> [Exercise prompt]: Where the listing below reaches the line containing "Transform a price", start writing out lines exactly, and stop once the line containing "dropped (together with" has been written.
══════════
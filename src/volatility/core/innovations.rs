//! Standardized Student-t innovations.
//!
//! The model's shocks are `ε_t = σ_t·z_t` with `z_t` a Student-t variable
//! rescaled to unit variance, so `σ²_t` is the conditional variance for any
//! ν > 2.
//!
//! ## Density
//! For `ε` with conditional variance `σ²`:
//!
//! ```text
//! ln f(ε | σ²) = lnΓ((ν+1)/2) − lnΓ(ν/2) − ½·ln(π(ν−2))
//!                − ½·ln σ² − ((ν+1)/2)·ln(1 + ε² / (σ²(ν−2)))
//! ```
//!
//! The ν-only terms are precomputed once per parameter set.
//!
//! ## Sampling
//! [`TSampler`] draws `z = t_ν · sqrt((ν−2)/ν)` using `rand_distr::StudentT`.
//! It is `Sync` and shared by reference across rayon workers.
use crate::volatility::{
    core::validation::validate_nu,
    errors::{ParamError, ParamResult},
};
use rand::{distributions::Distribution, Rng};
use rand_distr::StudentT;
use statrs::function::gamma::ln_gamma;
use std::f64::consts::PI;

/// Unit-variance Student-t innovation with `ν` degrees of freedom.
///
/// Caches the ν-only part of the log-density so the per-observation cost in
/// the likelihood loop is one `ln` and one `ln_1p`.
#[derive(Debug, Clone, Copy, PartialEq)]
pub struct StdStudentT {
    /// Degrees of freedom.
    nu: f64,
    /// `lnΓ((ν+1)/2) − lnΓ(ν/2) − ½·ln(π(ν−2))`.
    ln_const: f64,
}

impl StdStudentT {
    /// Validated innovation law.
    ///
    /// # Errors
    /// `ParamError::InvalidDegreesOfFreedom` outside the admissible range.
    pub fn new(nu: f64) -> ParamResult<Self> {
        validate_nu(nu)?;
        Ok(Self::new_unchecked(nu))
    }

    /// Construct without the range check; only requires `ν > 2` for a finite
    /// result. Used at finite-difference evaluation points.
    pub fn new_unchecked(nu: f64) -> Self {
        let ln_const = ln_gamma(0.5 * (nu + 1.0)) - ln_gamma(0.5 * nu) - 0.5 * (PI * (nu - 2.0)).ln();
        StdStudentT { nu, ln_const }
    }

    /// Degrees of freedom ν.
    pub fn nu(&self) -> f64 {
        self.nu
    }

    /// Log-density of a shock `eps` with conditional variance `sigma2`.
    ///
    /// `sigma2` must be positive; guarded variances always are. Symmetric
    /// in `eps`.
    #[inline]
    pub fn log_density(&self, eps: f64, sigma2: f64) -> f64 {
        self.ln_const
            - 0.5 * sigma2.ln()
            - 0.5 * (self.nu + 1.0) * (eps * eps / (sigma2 * (self.nu - 2.0))).ln_1p()
    }

    /// Sampler of unit-variance draws `z`.
    ///
    /// # Errors
    /// `ParamError::InvalidDegreesOfFreedom` if `rand_distr` rejects ν.
    pub fn sampler(&self) -> ParamResult<TSampler> {
        let dist =
            StudentT::new(self.nu).map_err(|_| ParamError::InvalidDegreesOfFreedom { value: self.nu })?;
        Ok(TSampler { dist, scale: ((self.nu - 2.0) / self.nu).sqrt() })
    }
}

/// Draws standardized Student-t variates.
///
/// Holds no RNG state: every call takes the caller's generator, so one
/// sampler serves all simulated paths, each with its own stream.
#[derive(Debug, Clone)]
pub struct TSampler {
    dist: StudentT<f64>,
    /// `sqrt((ν−2)/ν)`, mapping a raw t draw to unit variance.
    scale: f64,
}

impl Distribution<f64> for TSampler {
    #[inline]
    fn sample<R: Rng + ?Sized>(&self, rng: &mut R) -> f64 {
        self.scale * self.dist.sample(rng)
    }
}
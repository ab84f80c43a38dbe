//! Price and return containers for the volatility model.
//!
//! Purpose
//! -------
//! Provide small, validated containers for the observed price series and the
//! scaled log-return series the estimator consumes. This module centralizes
//! input validation so downstream recursions can assume clean data.
//!
//! Key behaviors
//! -------------
//! - [`PriceSeries`] enforces at least two prices, every price finite and
//!   strictly positive, and (when dates are supplied) one strictly increasing
//!   date per price.
//! - [`ReturnSeries`] holds `scale · (ln P_t − ln P_{t−1})` for `t ≥ 1`; the
//!   first index has no return and is excluded rather than zero-filled.
//! - [`SeriesMeta`] records the ticker without affecting any numerics.
//!
//! Invariants & assumptions
//! ------------------------
//! - A return series has exactly one element fewer than its price series,
//!   unless a transition evaluated to NaN/±inf, in which case that transition
//!   is dropped (logged at `warn`) and never propagated.
//! - The return scale is stored alongside the data so simulated returns can
//!   be mapped back to raw log-return units.
//!
//! Conventions
//! -----------
//! - Indexing is 0-based; `dates[i]` belongs to `prices[i]`, and a return at
//!   position `j` carries the date of its closing price `j + 1`.
//! - [`DEFAULT_RETURN_SCALE`] is 100 (percent log-returns).
//!
//! Testing notes
//! -------------
//! - Unit tests cover construction failures, the transform itself, and the
//!   exp-cumsum round trip back to prices.
use crate::volatility::errors::{GarchError, GarchResult};
use chrono::NaiveDate;
use ndarray::Array1;
use tracing::warn;

/// Multiplier applied to log-returns before estimation.
pub const DEFAULT_RETURN_SCALE: f64 = 100.0;

/// Minimum number of prices needed to form one return.
pub const MIN_PRICES: usize = 2;

/// Descriptive metadata carried with a price series.
#[derive(Debug, Clone, Default, PartialEq, Eq)]
pub struct SeriesMeta {
    /// Instrument identifier, if known.
    pub ticker: Option<String>,
}

impl SeriesMeta {
    /// Metadata with an optional ticker.
    pub fn new(ticker: Option<String>) -> Self {
        SeriesMeta { ticker }
    }
}

/// `PriceSeries` — validated, time-ordered positive prices.
///
/// Fields
/// ------
/// - `prices`: `Array1<f64>`
///   Observed prices; finite and strictly greater than zero.
/// - `dates`: `Option<Vec<NaiveDate>>`
///   Optional trading dates, one per price, strictly increasing.
/// - `meta`: [`SeriesMeta`]
///
/// Invariants
/// ----------
/// - `prices.len() >= 2`.
/// - `dates.len() == prices.len()` when dates are present.
///
/// Notes
/// -----
/// - Immutable after construction; all accessors borrow.
#[derive(Debug, Clone, PartialEq)]
pub struct PriceSeries {
    prices: Array1<f64>,
    dates: Option<Vec<NaiveDate>>,
    meta: SeriesMeta,
}

impl PriceSeries {
    /// Construct a validated [`PriceSeries`].
    ///
    /// Errors
    /// ------
    /// - `GarchError::InsufficientData` when fewer than two prices are given.
    /// - `GarchError::InvalidPrice { index, value }` for the first price that
    ///   is ≤ 0 or non-finite.
    /// - `GarchError::DateLengthMismatch` / `GarchError::NonIncreasingDates`
    ///   for inconsistent dates.
    ///
    /// Examples
    /// --------
    /// ```rust
    /// # use drawdown_risk::volatility::core::data::{PriceSeries, SeriesMeta};
    /// # use ndarray::array;
    /// let series = PriceSeries::new(array![100.0, 101.0, 99.5], None, SeriesMeta::default()).unwrap();
    /// assert_eq!(series.len(), 3);
    /// assert_eq!(series.last_price(), 99.5);
    /// ```
    pub fn new(
        prices: Array1<f64>, dates: Option<Vec<NaiveDate>>, meta: SeriesMeta,
    ) -> GarchResult<Self> {
        if prices.len() < MIN_PRICES {
            return Err(GarchError::InsufficientData { len: prices.len(), required: MIN_PRICES });
        }
        if let Some((index, &value)) =
            prices.iter().enumerate().find(|(_, p)| !p.is_finite() || **p <= 0.0)
        {
            return Err(GarchError::InvalidPrice { index, value });
        }
        if let Some(dates) = &dates {
            if dates.len() != prices.len() {
                return Err(GarchError::DateLengthMismatch {
                    prices: prices.len(),
                    dates: dates.len(),
                });
            }
            if let Some(index) = dates.windows(2).position(|w| w[1] <= w[0]) {
                return Err(GarchError::NonIncreasingDates { index: index + 1 });
            }
        }
        Ok(PriceSeries { prices, dates, meta })
    }

    /// Convenience constructor for an undated series.
    pub fn from_vec(prices: Vec<f64>) -> GarchResult<Self> {
        Self::new(Array1::from_vec(prices), None, SeriesMeta::default())
    }

    /// Observed prices, oldest first.
    pub fn prices(&self) -> &Array1<f64> {
        &self.prices
    }

    /// Trading dates aligned with [`prices`](Self::prices), if supplied.
    pub fn dates(&self) -> Option<&[NaiveDate]> {
        self.dates.as_deref()
    }

    /// Attached metadata.
    pub fn meta(&self) -> &SeriesMeta {
        &self.meta
    }

    /// Number of prices (always ≥ 2).
    pub fn len(&self) -> usize {
        self.prices.len()
    }

    /// Always `false`; kept for the `len`/`is_empty` pairing.
    pub fn is_empty(&self) -> bool {
        self.prices.is_empty()
    }

    /// Last observed price, the anchor for simulated price paths.
    pub fn last_price(&self) -> f64 {
        self.prices[self.prices.len() - 1]
    }

    /// Keep observations dated on or after `start`. Undated series are
    /// returned unchanged.
    ///
    /// Parameters
    /// ----------
    /// - `start`: first date to keep (inclusive).
    ///
    /// Returns
    /// -------
    /// - A new series sharing this series' metadata. Dates are sorted, so
    ///   the cut point is found by binary search.
    ///
    /// Errors
    /// ------
    /// - `GarchError::InsufficientData` when fewer than two prices remain.
    pub fn since(&self, start: NaiveDate) -> GarchResult<Self> {
        let Some(dates) = &self.dates else {
            return Ok(self.clone());
        };
        let first = dates.partition_point(|d| *d < start);
        let prices = self.prices.slice(ndarray::s![first..]).to_owned();
        Self::new(prices, Some(dates[first..].to_vec()), self.meta.clone())
    }

    /// Scaled log-returns with [`DEFAULT_RETURN_SCALE`].
    ///
    /// # Errors
    /// Never fails for a validated series; the signature mirrors
    /// [`ReturnSeries::from_prices`].
    pub fn log_returns(&self) -> GarchResult<ReturnSeries> {
        ReturnSeries::from_prices(self, DEFAULT_RETURN_SCALE)
    }
}

/// `ReturnSeries` — finite, scaled log-returns.
///
/// Fields
/// ------
/// - `data`: `Array1<f64>` with `data[j] = scale · ln(P_{j+1} / P_j)`.
/// - `scale`: multiplier used to build `data` (finite, > 0).
/// - `dates`: closing dates of each return, when the prices were dated.
#[derive(Debug, Clone, PartialEq)]
pub struct ReturnSeries {
    /// Scaled log-returns.
    pub data: Array1<f64>,
    /// Multiplier applied to raw log-returns.
    pub scale: f64,
    /// Date of the closing price of each return.
    pub dates: Option<Vec<NaiveDate>>,
}

impl ReturnSeries {
    /// Wrap pre-computed returns.
    ///
    /// `data` must already be multiplied by `scale`; no dates are attached.
    ///
    /// # Errors
    /// - `GarchError::InvalidScale` when `scale` is not finite and positive.
    /// - `GarchError::NonFiniteReturn` for the first NaN/±inf entry.
    pub fn new(data: Array1<f64>, scale: f64) -> GarchResult<Self> {
        validate_scale(scale)?;
        if let Some((index, &value)) = data.iter().enumerate().find(|(_, r)| !r.is_finite()) {
            return Err(GarchError::NonFiniteReturn { index, value });
        }
        Ok(ReturnSeries { data, scale, dates: None })
    }

    /// Transform a price series into `scale`-multiplied log-returns.
    ///
    /// Parameters
    /// ----------
    /// - `series`: validated prices.
    /// - `scale`: multiplier, [`DEFAULT_RETURN_SCALE`] in the pipeline.
    ///
    /// Returns
    /// -------
    /// - `data[j] = scale · (ln P_{j+1} − ln P_j)`, one entry per transition,
    ///   with the closing date of each transition when the prices are dated.
    ///
    /// Transitions whose return is not finite are dropped (together with
    /// their date) and reported with a `warn` event.
    ///
    /// Errors
    /// ------
    /// - `GarchError::InvalidScale` when `scale` is not finite and positive.
    pub fn from_prices(series: &PriceSeries, scale: f64) -> GarchResult<Self> {
        validate_scale(scale)?;
        let prices = series.prices();
        let mut data = Vec::with_capacity(prices.len() - 1);
        let mut kept = Vec::with_capacity(prices.len() - 1);
        for (j, w) in prices.windows(2).into_iter().enumerate() {
            let r = scale * (w[1].ln() - w[0].ln());
            if r.is_finite() {
                data.push(r);
                kept.push(j + 1);
            }
        }
        let dropped = prices.len() - 1 - data.len();
        if dropped > 0 {
            warn!(dropped, "dropped non-finite return transitions");
        }
        let dates = series.dates().map(|d| kept.iter().map(|&i| d[i]).collect());
        Ok(ReturnSeries { data: Array1::from_vec(data), scale, dates })
    }

    /// Number of returns.
    pub fn len(&self) -> usize {
        self.data.len()
    }

    /// `true` when no return survived the transform.
    pub fn is_empty(&self) -> bool {
        self.data.is_empty()
    }
}

fn validate_scale(scale: f64) -> GarchResult<()> {
    if !scale.is_finite() || scale <= 0.0 {
        return Err(GarchError::InvalidScale { value: scale });
    }
    Ok(())
}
══════════
> [Reply to the exercise]:
    /// Transform a price series into `scale`-multiplied log-returns.
    ///
    /// Parameters
    /// ----------
    /// - `series`: validated prices.
    /// - `scale`: multiplier, [`DEFAULT_RETURN_SCALE`] in the pipeline.
    ///
    /// Returns
    /// -------
    /// - `data[j] = scale · (ln P_{j+1} − ln P_j)`, one entry per transition,
    ///   with the closing date of each transition when the prices are dated.
    ///
    /// Transitions whose return is not finite are dropped (together with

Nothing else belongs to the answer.